Requisitado pela Unesco, Tundisi promoveu uma pesquisa sobre a evolução da qualidade da água desde o século 19. O gráfico abaixo mostra um resumo do processo, que envolve uma sequência que vai aumentando em complexidade, em toxicidade, em impactos econômicos e em impactos na saúde humana. Começando apenas com poluição fecal, ao longo do tempo vão sendo acrescentadas outras formas orgânicas de poluição, contaminação por metais, dejetos radioativos, eutrofização e desenvolvimento de cianobactérias, contaminação por nitratos, resíduos sólidos, invasão de espécies, poluição do ar, contaminação de águas subterrâneas, acidificação, surgimento de patógenos resistentes, contaminação química por produtos farmacêuticos e cosméticos, disruptores endócrinos (substâncias que agem como hormônios e afetam a saúde) e, atualmente, desequilíbrios causados pelas mudanças climáticas.

Acompanhando a tendência global, a qualidade da água no Brasil também vem piorando. O desmatamento das margens dos rios é muito prejudicial, pois a vegetação e as áreas alagadas atuam como filtros naturais. O aumento de dejetos nas águas gera um excesso de nitrogênio e fósforo, resultando num processo de eutrofização, que é a proliferação de uma camada de algas microscópicas que reduz imensamente a oxigenação da água, causando mortandade de peixes e outros animais marinhos. ”Quando a fonte de água tem vegetação em seu entorno, basta colocar cloro na água e distribuir”, explicou Tundisi. No entanto, quando a região da fonte é desmatada e perde sua capacidade de filtragem natural, a água precisa de muitas substâncias químicas para se tornar potável, o que aumenta o custo do tratamento e, certamente, causa impactos negativos na saúde humana. ”Muitas vezes a água é tratada com antibióticos e, com isso, já vemos o surgimento de bactérias resistentes”, alertou Tundisi.

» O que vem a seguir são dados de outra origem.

use farescout_alert::TickSummary;
use prometheus::{Encoder, IntCounter, Registry, TextEncoder};

/// Alert-loop counters exposed at `/metrics`
pub struct Metrics {
    registry: Registry,
    pub ticks: IntCounter,
    pub searches_checked: IntCounter,
    pub searches_failed: IntCounter,
    pub observations: IntCounter,
    pub quote_failures: IntCounter,
    pub alerts_created: IntCounter,
    pub alerts_sent: IntCounter,
    pub dispatch_failures: IntCounter,
}

fn counter(registry: &Registry, name: &str, help: &str) -> prometheus::Result<IntCounter> {
    let counter = IntCounter::new(name, help)?;
    registry.register(Box::new(counter.clone()))?;
    Ok(counter)
}

impl Metrics {
    pub fn new() -> prometheus::Result<Self> {
        let registry = Registry::new();
        Ok(Self {
            ticks: counter(&registry, "farescout_alert_ticks_total", "Completed alert ticks")?,
            searches_checked: counter(
                &registry,
                "farescout_searches_checked_total",
                "Saved searches checked by the alert loop",
            )?,
            searches_failed: counter(
                &registry,
                "farescout_searches_failed_total",
                "Saved searches whose check hit an error",
            )?,
            observations: counter(
                &registry,
                "farescout_price_observations_total",
                "Prices recorded into history",
            )?,
            quote_failures: counter(
                &registry,
                "farescout_quote_failures_total",
                "Price lookups that failed or timed out",
            )?,
            alerts_created: counter(&registry, "farescout_alerts_created_total", "Alerts raised")?,
            alerts_sent: counter(&registry, "farescout_alerts_sent_total", "Alerts delivered by email")?,
            dispatch_failures: counter(
                &registry,
                "farescout_dispatch_failures_total",
                "Alert emails that could not be delivered",
            )?,
            registry,
        })
    }

    pub fn record_tick(&self, summary: &TickSummary) {
        self.ticks.inc();
        self.searches_checked.inc_by(summary.searches_checked as u64);
        self.searches_failed.inc_by(summary.searches_failed as u64);
        self.observations.inc_by(summary.observations as u64);
        self.quote_failures.inc_by(summary.quote_failures as u64);
        self.alerts_created.inc_by(summary.alerts_created as u64);
        self.alerts_sent.inc_by(summary.alerts_sent as u64);
        self.dispatch_failures.inc_by(summary.dispatch_failures as u64);
    }

    /// Prometheus text exposition of the registry
    pub fn encode(&self) -> Result<String, prometheus::Error> {
        let mut buffer = Vec::new();
        TextEncoder::new().encode(&self.registry.gather(), &mut buffer)?;
        String::from_utf8(buffer).map_err(|e| prometheus::Error::Msg(e.to_string()))
    }
}
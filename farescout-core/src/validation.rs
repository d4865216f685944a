use farescout_shared::{DatePattern, NewAlert, NewSearch, PatternKind};

use crate::dates::MAX_TRIP_DAYS;
use crate::{CoreError, CoreResult};

/// Maximum destinations a saved search may monitor
pub const MAX_SELECTED_DESTINATIONS: usize = 5;

/// Upper-cases and checks a three-letter IATA code
pub fn normalize_iata(code: &str) -> CoreResult<String> {
    let code = code.trim().to_ascii_uppercase();
    if code.len() != 3 || !code.chars().all(|c| c.is_ascii_alphabetic()) {
        return Err(CoreError::Validation(format!("invalid IATA code '{}'", code)));
    }
    Ok(code)
}

pub fn validate_pattern(pattern: &DatePattern) -> CoreResult<()> {
    if pattern.kind == PatternKind::Custom && pattern.duration == 0 {
        return Err(CoreError::Validation(
            "custom pattern requires a duration of at least one day".to_string(),
        ));
    }

    if pattern.duration > MAX_TRIP_DAYS {
        return Err(CoreError::Validation(format!(
            "duration must be at most {} days",
            MAX_TRIP_DAYS
        )));
    }

    if let Some(days) = &pattern.preferred_days {
        if let Some(bad) = days.iter().find(|d| **d > 6) {
            return Err(CoreError::Validation(format!(
                "preferred day {} is outside 0 (Sunday) to 6 (Saturday)",
                bad
            )));
        }
    }

    Ok(())
}

/// Checks a new search and normalizes its airport codes in place
pub fn validate_new_search(search: &mut NewSearch) -> CoreResult<()> {
    if search.name.trim().is_empty() {
        return Err(CoreError::Validation("name must not be empty".to_string()));
    }
    if search.budget <= 0 {
        return Err(CoreError::Validation("budget must be positive".to_string()));
    }
    if matches!(search.max_distance, Some(d) if d <= 0) {
        return Err(CoreError::Validation("maxDistance must be positive".to_string()));
    }
    if search.selected_destinations.len() > MAX_SELECTED_DESTINATIONS {
        return Err(CoreError::Validation(format!(
            "at most {} destinations can be monitored",
            MAX_SELECTED_DESTINATIONS
        )));
    }

    let email = search.email.expose().trim();
    if email.is_empty() || !email.contains('@') {
        return Err(CoreError::Validation("a valid email address is required".to_string()));
    }

    validate_pattern(&search.pattern)?;

    search.origin_airport = normalize_iata(&search.origin_airport)?;
    search.selected_destinations = search
        .selected_destinations
        .iter()
        .map(|code| normalize_iata(code))
        .collect::<CoreResult<Vec<_>>>()?;

    Ok(())
}

pub fn validate_new_alert(alert: &mut NewAlert) -> CoreResult<()> {
    if alert.current_price < 0 || alert.target_price < 0 {
        return Err(CoreError::Validation("prices must not be negative".to_string()));
    }
    alert.destination = normalize_iata(&alert.destination)?;
    Ok(())
}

Para reduzir a demanda por água, é necessário o desenvolvimento e implementação de programas de eficiência hídrica. Esse tipo de programa envolve métodos mais eficientes de irrigação, o reuso de água em nível industrial, infraestrutura e tecnologia de distribuição de água mais eficientes e a taxação de sobreuso – ou seja, quem usa mais do que o estabelecido tem que pagar por isso. ”Essas ações são urgentes e requerem abordagem integrada e governança integrada”, apontou o especialista.

Visão otimista

Mesmo diante desse quadro, Tundisi é otimista. Ele afirma que a eficiência no uso dos recursos hídricos está avançando no país. ”Novas tecnologias estão sendo desenvolvidas como, por exemplo, o caso da dessalinização.” Ele destacou ainda o aumento da capacidade de monitoramento avançado, com imagens de satélites em tempo real, assim como avanços na modelagem das alterações climáticas e uma melhor capacidade de previsão. ”Estamos também conseguindo que haja um melhor entendimento das interações entre clima, hidrologia e respostas dos ecossistemas aquáticos com relação a contaminação e outros tipos de impacto”, acrescentou o Acadêmico.

Além disso, Tundisi apontou uma cooperação internacional mais eficiente e ampliada, especialmente através da European Framework Directive (WFD), destacando a importância da abordagem transdisciplinar. ”Há também uma percepção mais aguda da população sobre os problemas da escassez de água. Agora, os governos têm que promover campanhas de conscientização e de reeducação, trabalhando junto com a sociedade nas medidas de economia. É preciso que a questão seja apresentada e debatida de forma clara e transparente, em vez de ser evitada e negada pelos gestores.